If you love your wallet and dignity, here are 6 dangerous mistakes you must avoid any time you arrive at Lagos Airport.
Welcome to Murtala Muhammed International Airport where your flight isn’t the only thing trying to takeoff. Your cash, self-respect and sometimes your sanity are also at risk.
Here’s your survival guide through the second busiest airport in the world.
1. Responding to anything for the boys with actual money
Ah yes, the airport’s unofficial national anthem. From the security checkpoint to the restroom door, officials will casually say, “anything for the boys?” Don’t fall for it. Once you give N2000 for water, you become a walking ATM. Next thing, even the guy sweeping the terminal will ask for a processing fee. Fake a smile, pretend you don’t understand English, or say you don’t move with cash.
2. Bringing excess luggage without excess bribe
If your bag is just 0.1 kg above the limit, prepare for a long motivational speech from the officer about the company’s policy followed by a whisper, “oga, make we settle now now.” Just pretend you’re capturing the moment on camera and you’re safe.
3. Trying to use the toilet without negotiation
Need to pee before your 12-hour flight? Get ready for negotiation. That uncle in green uniform guards the toilet gate like the gate of heaven. He will say, “my sister, these tissues are expensive now. Just appreciate us with any little thing.” Just prepare to use the airplane toilet twice or simply pee in advance and clench your soul till boarding time to avoid the toilet negotiation.

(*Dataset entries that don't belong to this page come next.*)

//! Round-based colony engine.
//!
//! # Round structure
//!
//! Every [`Algorithm::step`] moves each ant once and bumps the round-local
//! move counter `s`. When `s` reaches the town count the round closes:
//!
//! 1. each ant's walk is closed back to its start town and measured,
//! 2. the shortest closed tour of the round is noted,
//! 3. every ant evaporates and deposits pheromone on its edges in turn
//!    (`trail ← (1 − ro) × trail + deposit`, compounding across ants that
//!    share an edge),
//! 4. the best tour is replaced if the round's shortest tour is strictly
//!    shorter and visits every town,
//! 5. `t += s`, `s = 0`, `c += 1`,
//! 6. a fresh generation of ants is spawned.
//!
//! A tour of `n` towns needs only `n − 1` moves; the extra move of the
//! `n`-th step finds no candidate and is a no-op for a complete walk. The
//! round boundary is keyed to the move counter, not to ant progress, so an
//! ant stalled on a sparse canvas cannot hold the colony back.

use serde::Serialize;
use tracing::{debug, info, warn};

use super::ant::ClosedTrip;
use super::{Ant, Parameters, PheromoneRule};
use crate::events::{Event, EventQueue};
use crate::models::{Canvas, PathId, TownId};
use crate::random::RandomSource;

/// Progress counters of the engine.
#[derive(Debug, Clone, Copy, PartialEq, Eq, Default, Serialize)]
pub struct Counters {
    /// Moves made in the current round.
    pub s: usize,
    /// Moves made in all completed rounds.
    pub t: usize,
    /// Completed rounds.
    pub c: usize,
}

/// Best closed tour found since the last reset.
#[derive(Debug, Clone, PartialEq)]
pub struct BestTour {
    towns: Vec<TownId>,
    paths: Vec<PathId>,
    length: f64,
}

impl BestTour {
    fn empty() -> Self {
        Self {
            towns: Vec::new(),
            paths: Vec::new(),
            length: f64::INFINITY,
        }
    }

    /// Towns in visiting order, starting town first.
    pub fn towns(&self) -> &[TownId] {
        &self.towns
    }

    /// Paths of the closed tour, return edge last.
    pub fn paths(&self) -> &[PathId] {
        &self.paths
    }

    /// Tour length; infinite while no tour has been found.
    pub fn length(&self) -> f64 {
        self.length
    }

    /// Returns `true` while no tour has been found.
    pub fn is_empty(&self) -> bool {
        self.paths.is_empty()
    }
}

impl Default for BestTour {
    fn default() -> Self {
        Self::empty()
    }
}

/// Summary of a closed round, returned by [`Algorithm::step`].
#[derive(Debug, Clone, PartialEq)]
pub struct RoundReport {
    /// Number of the round that just closed, starting at 1.
    pub round: usize,
    /// Moves the round took.
    pub moves: usize,
    /// Shortest closed tour among the round's ants, if any ant produced one.
    pub shortest: Option<f64>,
    /// Whether the best tour was replaced.
    pub improved: bool,
}

/// The colony engine.
///
/// Holds no reference to the canvas: every operation borrows it, and the
/// owner must call [`reset`](Self::reset) whenever the canvas reports
/// [`Event::TopologyChanged`] and
/// [`refresh_best_length`](Self::refresh_best_length) on
/// [`Event::DistancesChanged`]. [`Aco`](crate::simulation::Aco) does both.
///
/// # Examples
///
/// ```
/// use ant_colony::colony::{Algorithm, Parameters};
/// use ant_colony::models::Canvas;
/// use ant_colony::random::SeededRandom;
///
/// let mut canvas = Canvas::new();
/// canvas.add_town(0, 0);
/// canvas.add_town(64, 0);
/// canvas.add_town(64, 64);
///
/// let mut algo = Algorithm::new(Parameters::default().with_ant_count(1));
/// let mut rng = SeededRandom::new(3);
/// for _ in 0..3 {
///     algo.step(&mut canvas, &mut rng);
/// }
/// assert_eq!(algo.counters().c, 1);
/// assert_eq!(algo.best_tour().paths().len(), 3);
/// ```
#[derive(Debug, Clone)]
pub struct Algorithm {
    params: Parameters,
    counters: Counters,
    initialized: bool,
    ants: Vec<Ant>,
    best: BestTour,
    events: EventQueue,
}

impl Algorithm {
    /// Creates an engine with the given parameters.
    pub fn new(params: Parameters) -> Self {
        Self {
            params,
            counters: Counters::default(),
            initialized: false,
            ants: Vec::new(),
            best: BestTour::empty(),
            events: EventQueue::default(),
        }
    }

    /// Current parameters.
    pub fn parameters(&self) -> &Parameters {
        &self.params
    }

    /// Current counters.
    pub fn counters(&self) -> Counters {
        self.counters
    }

    /// Whether the current generation of ants has been spawned.
    pub fn initialized(&self) -> bool {
        self.initialized
    }

    /// The current generation of ants.
    pub fn ants(&self) -> &[Ant] {
        &self.ants
    }

    /// Best tour since the last reset.
    pub fn best_tour(&self) -> &BestTour {
        &self.best
    }

    /// Discards all ants and the best tour, zeroes the counters and puts
    /// every trail back to the floor.
    pub fn reset(&mut self, canvas: &mut Canvas) {
        self.ants.clear();
        self.events.push(Event::AntsChanged);
        self.best = BestTour::empty();
        self.events.push(Event::BestTourChanged);
        self.counters = Counters::default();
        self.events.push(Event::CountersChanged(self.counters));
        self.set_initialized(false);
        canvas.reset_trails();
        debug!("colony reset");
    }

    /// Replaces the ants with `ant_count` new ones, each on a uniformly
    /// drawn town. Spawns nothing on an empty canvas.
    pub fn round_init<R>(&mut self, canvas: &Canvas, rng: &mut R)
    where
        R: RandomSource + ?Sized,
    {
        self.ants.clear();
        let towns = canvas.towns();
        if !towns.is_empty() {
            for _ in 0..self.params.ant_count {
                let start = towns[rng.next_index(towns.len())].id();
                self.ants.push(Ant::new(start));
            }
        }
        self.events.push(Event::AntsChanged);
        self.set_initialized(true);
    }

    /// Advances the colony by one move per ant.
    ///
    /// Spawns a generation first if none is active. Returns a report when
    /// this step closed a round. Does nothing on an empty canvas.
    pub fn step<R>(&mut self, canvas: &mut Canvas, rng: &mut R) -> Option<RoundReport>
    where
        R: RandomSource + ?Sized,
    {
        let town_count = canvas.town_count();
        if town_count == 0 {
            return None;
        }
        if !self.initialized {
            self.round_init(canvas, rng);
        }

        for ant in &mut self.ants {
            ant.step(canvas, &self.params, rng);
        }
        self.counters.s += 1;
        self.events.push(Event::CountersChanged(self.counters));

        if self.counters.s < town_count {
            return None;
        }
        let report = self.close_round(canvas);
        self.round_init(canvas, rng);
        Some(report)
    }

    /// Adds one ant on `town` and marks the generation stale, so the next
    /// [`step`](Self::step) respawns the whole colony.
    ///
    /// Returns `false` if `town` is not on the canvas.
    pub fn new_ant(&mut self, canvas: &Canvas, town: TownId) -> bool {
        if !canvas.contains_town(town) {
            return false;
        }
        self.set_initialized(false);
        self.ants.push(Ant::new(town));
        self.events.push(Event::AntsChanged);
        true
    }

    /// Recomputes the best tour length from the current path distances.
    ///
    /// Clears the best tour if one of its paths no longer exists.
    pub fn refresh_best_length(&mut self, canvas: &Canvas) {
        if self.best.is_empty() {
            return;
        }
        let mut length = 0.0;
        for &id in &self.best.paths {
            match canvas.path(id) {
                Some(p) => length += p.distance(),
                None => {
                    self.best = BestTour::empty();
                    self.events.push(Event::BestTourChanged);
                    return;
                }
            }
        }
        if length != self.best.length {
            self.best.length = length;
            self.events.push(Event::BestTourChanged);
        }
    }

    /// Sets the number of ants spawned per round.
    pub fn set_ant_count(&mut self, ant_count: usize) {
        if self.params.ant_count != ant_count {
            self.params.ant_count = ant_count;
            self.events.push(Event::ParametersChanged);
        }
    }

    /// Sets the trail exponent.
    pub fn set_alpha(&mut self, alpha: f64) {
        Self::set_param(&mut self.params.alpha, alpha, &mut self.events);
    }

    /// Sets the visibility exponent.
    pub fn set_beta(&mut self, beta: f64) {
        Self::set_param(&mut self.params.beta, beta, &mut self.events);
    }

    /// Sets the deposit quantity.
    pub fn set_q(&mut self, q: f64) {
        Self::set_param(&mut self.params.q, q, &mut self.events);
    }

    /// Sets the evaporation rate, clamped to `[0, 1]`.
    pub fn set_ro(&mut self, ro: f64) {
        Self::set_param(&mut self.params.ro, ro.clamp(0.0, 1.0), &mut self.events);
    }

    /// Sets the elitist weight.
    pub fn set_e(&mut self, e: f64) {
        Self::set_param(&mut self.params.e, e, &mut self.events);
    }

    /// Selects the pheromone update rule.
    pub fn set_rule(&mut self, rule: PheromoneRule) {
        if self.params.rule != rule {
            self.params.rule = rule;
            self.events.push(Event::ParametersChanged);
        }
    }

    /// Replaces all parameters at once.
    pub fn set_parameters(&mut self, params: Parameters) {
        if self.params != params {
            self.params = params;
            self.events.push(Event::ParametersChanged);
        }
    }

    /// Takes all events emitted since the last call.
    pub fn drain_events(&mut self) -> Vec<Event> {
        self.events.drain()
    }

    fn set_param(slot: &mut f64, value: f64, events: &mut EventQueue) {
        if value.is_finite() && *slot != value {
            *slot = value;
            events.push(Event::ParametersChanged);
        }
    }

    fn set_initialized(&mut self, initialized: bool) {
        if self.initialized != initialized {
            self.initialized = initialized;
            self.events.push(Event::InitializedChanged(initialized));
        }
    }

    fn close_round(&mut self, canvas: &mut Canvas) -> RoundReport {
        let moves = self.counters.s;
        self.counters.t += moves;
        self.counters.s = 0;
        self.counters.c += 1;
        self.events.push(Event::CountersChanged(self.counters));

        let mut shortest: Option<ClosedTrip> = None;
        for (i, ant) in self.ants.iter().enumerate() {
            let trip = match ant.closed_trip(canvas) {
                Ok(trip) => trip,
                Err(e) => {
                    warn!(ant = i, error = %e, "skipping ant with broken trip");
                    continue;
                }
            };
            self.deposit(canvas, &trip);
            if shortest.as_ref().map_or(true, |s| trip.length < s.length) {
                shortest = Some(trip);
            }
        }

        let shortest_length = shortest.as_ref().map(|s| s.length);
        let mut improved = false;
        if let Some(trip) = shortest {
            // Only a closed tour through every town qualifies.
            if trip.length < self.best.length && trip.paths.len() == canvas.town_count() {
                info!(round = self.counters.c, length = trip.length, "new best tour");
                self.best = BestTour {
                    towns: trip.towns,
                    paths: trip.paths,
                    length: trip.length,
                };
                self.events.push(Event::BestTourChanged);
                improved = true;
            }
        }

        if self.params.rule == PheromoneRule::Elitist {
            self.reinforce_best(canvas);
        }

        debug!(
            round = self.counters.c,
            moves,
            shortest = ?shortest_length,
            best = self.best.length,
            "round closed"
        );
        RoundReport {
            round: self.counters.c,
            moves,
            shortest: shortest_length,
            improved,
        }
    }

    /// Evaporates and deposits on every edge of one ant's tour.
    fn deposit(&self, canvas: &mut Canvas, trip: &ClosedTrip) {
        let Parameters { q, ro, rule, .. } = self.params;
        for &id in &trip.paths {
            let Some(path) = canvas.path(id) else {
                continue;
            };
            let amount = rule.deposit(q, trip.length, path.distance());
            let trail = rule.update(path.trail(), ro, amount);
            canvas.set_trail(id, trail);
        }
    }

    /// Elitist bonus: `e × q / best_length` on every edge of the best tour.
    fn reinforce_best(&self, canvas: &mut Canvas) {
        if self.best.is_empty() || !self.best.length.is_finite() {
            return;
        }
        let bonus = self.params.e * self.params.q / self.best.length;
        for &id in &self.best.paths {
            if let Some(trail) = canvas.path(id).map(|p| p.trail()) {
                canvas.set_trail(id, trail + bonus);
            }
        }
    }
}

impl Default for Algorithm {
    fn default() -> Self {
        Self::new(Parameters::default())
    }
}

4. Don’t assume random search means random
No sir, it means you look like you’ve got too much money. If you’re wearing sneakers, perfumes or smile too much, congratulations, you’ve been selected for the VIP harassment package. They’ll unzip your bag, poke your pants, and ask irrelevant questions like: “Are you just visiting for the first time or you’ve got a partner you’re tracking?” Dress like a government official and act very formal and serious like a military officer—you’re safe.
5. Don’t give a straight answer to a customs officer’s trip question
They’ll say, “what’s inside this carton?” You say, “shoes.” They’ll say, “ah, you’re importing, pay duty.” You say, “not new.” They will quickly switch to Pidgin English and that’s the beginning of harassment ProMax. Whenever they ask, just sigh deeply and say, “it’s for church donation.” They’ll salute and let you pass. In Nigeria, no one fights the Lord’s work.
6. Thinking boarding time means anything
If your ticket says boarding at 7:00 PM, add extra 2 hours, one power outage, one immigration system failure and a spiritual delay for safety. Meanwhile, you’ll be roasted alive in the departure lounge where the AC is purely ceremonial. Come with a fan, power bank, bible, and patience. Also, with small cash, someone will try to help you process boarding faster—and such an angel needs appreciation.
At Lagos Airport, it’s not about aviation protocol, it’s about the intentional Nigerian style of getting things done whether difficult or not.